Finally, the aggregated total reward in Figure 4c confirms the superior overall performance of the Q-learning controller. Its positive average reward indicates a well-balanced trade-off between comfort preservation and energy efficiency, whereas both rule-based agents yield negative values, revealing their difficulty in simultaneously satisfying the multiple objectives embedded in the reward structure.
Overall, the results presented in Figure 4 demonstrate that the policy learned during the single-house pre-training phase generalizes effectively when deployed on the physical model. The Q-learning agent consistently outperforms the deterministic baselines across all metrics, combining comfort stability, reduced energy consumption, and improved global reward. These findings validate the robustness of the pre-training strategy and confirm the suitability of reinforcement learning for residential energy management in dynamic and uncertain environments.

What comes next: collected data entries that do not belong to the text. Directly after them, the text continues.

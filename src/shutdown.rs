//! Cooperative shutdown: one flag per process, flipped by SIGINT/SIGTERM.
//!
//! The flag is deliberately not shared across forks. Each child carries
//! its own copy of this static, so the handler re-sends the signal to the
//! whole process group on first delivery; every descendant then takes the
//! same path and flips its own copy. Strategy loops poll the flag between
//! receives, so shutdown latency is bounded by one receive/poll timeout
//! per worker regardless of topology depth.

use std::sync::atomic::{AtomicBool, Ordering};

static QUIT: AtomicBool = AtomicBool::new(false);

extern "C" fn handle_signal(sig: libc::c_int) {
  // swap + kill are both async-signal-safe. The swap guard stops the
  // group re-delivery from ping-ponging forever.
  if !QUIT.swap(true, Ordering::Relaxed) {
    unsafe {
      libc::kill(0, sig);
    }
  }
}

/// Register the shutdown handler for SIGINT and SIGTERM.
///
/// Must run before the farm forks so children inherit the registration.
pub fn install() {
  unsafe {
    libc::signal(
      libc::SIGINT,
      handle_signal as *const () as libc::sighandler_t,
    );
    libc::signal(
      libc::SIGTERM,
      handle_signal as *const () as libc::sighandler_t,
    );
  }
}

/// The calling process's shutdown flag.
///
/// Workers take this as `&AtomicBool` rather than reading the static
/// directly, so tests can drive a loop from a flag they own.
pub fn flag() -> &'static AtomicBool {
  &QUIT
}

pub fn requested() -> bool {
  QUIT.load(Ordering::Relaxed)
}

Table 4 provides a quantitative summary of the main performance indicators for all controllers. The table complements the graphical results by enabling a direct comparison of absolute and relative improvements, highlighting the superior stability and efficiency of the Q-learning agent relative to the deterministic baselines.

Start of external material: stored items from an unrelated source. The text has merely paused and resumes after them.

//! INFO status-report parser
//!
//! Turns the line-oriented `INFO` payload into a typed field tree.
//! The report format is unversioned and must be treated as unstable:
//! parsing never fails, it degrades. Lines that fit no known shape
//! land in an ordered raw bucket instead of being dropped.

use std::collections::HashMap;

use super::value::{coerce, Value};

/// The pseudo-command whose key itself contains the field separator.
/// `cmdstat_host:<addr>:calls=...` is the only INFO line where the
/// first colon does not delimit key from value.
const HOST_PSEUDO_COMMAND: &str = "cmdstat_host";

/// Parsed status report: field name -> typed value, plus the raw
/// bucket of lines that contained no separator.
#[derive(Debug, Clone, Default)]
pub struct InfoTree {
    fields: HashMap<String, Value>,
    raw: Vec<String>,
}

impl InfoTree {
    /// Look up a field
    pub fn get(&self, name: &str) -> Option<&Value> {
        self.fields.get(name)
    }

    /// Look up an integer field
    pub fn get_i64(&self, name: &str) -> Option<i64> {
        self.fields.get(name).and_then(Value::as_i64)
    }

    /// Look up a numeric field, widening integers
    pub fn get_f64(&self, name: &str) -> Option<f64> {
        self.fields.get(name).and_then(Value::as_f64)
    }

    /// Look up a string field
    pub fn get_str(&self, name: &str) -> Option<&str> {
        self.fields.get(name).and_then(Value::as_str)
    }

    /// Calls counter for one `cmdstat_<name>` entry, if present
    pub fn command_calls(&self, cmdstat_key: &str) -> Option<i64> {
        self.fields
            .get(cmdstat_key)
            .and_then(Value::as_map)
            .and_then(|m| m.get("calls"))
            .and_then(Value::as_i64)
    }

    /// Lines that could not be classified as any field, in input order
    pub fn raw_lines(&self) -> &[String] {
        &self.raw
    }

    /// Number of parsed fields (raw bucket excluded)
    pub fn len(&self) -> usize {
        self.fields.len()
    }

    pub fn is_empty(&self) -> bool {
        self.fields.is_empty()
    }
}

/// Parse one raw status-report payload into an [`InfoTree`].
///
/// Invalid UTF-8 is replaced, blank lines and `#` comments are
/// skipped, and a line is split at its first colon — except for the
/// host pseudo-command, whose value may itself contain colons: there
/// the split happens at the last colon instead.
pub fn parse_info(raw: &[u8]) -> InfoTree {
    let text = String::from_utf8_lossy(raw);
    let mut tree = InfoTree::default();

    for line in text.lines() {
        if line.is_empty() || line.starts_with('#') {
            continue;
        }

        match line.split_once(':') {
            Some((key, value)) => {
                let (key, value) = if key == HOST_PSEUDO_COMMAND {
                    // Safe: split_once succeeded, so a colon exists
                    line.rsplit_once(':').unwrap()
                } else {
                    (key, value)
                };
                tree.fields.insert(key.to_string(), coerce(value));
            }
            None => tree.raw.push(line.to_string()),
        }
    }

    tree
}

4.2. Renewable Energy Community Results
Building upon the insights gained from the single-house pre-training phase, this section presents the results of the full-scale deployment of the proposed learning framework within the Renewable Energy Community.
All eleven agents operate simultaneously within a shared environment, exchanging energy and adapting their decisions according to the collective reward structure. The goal is to evaluate the stability, scalability, and adaptability of the pre-trained policies when exposed to multi-agent interactions and realistic community dynamics.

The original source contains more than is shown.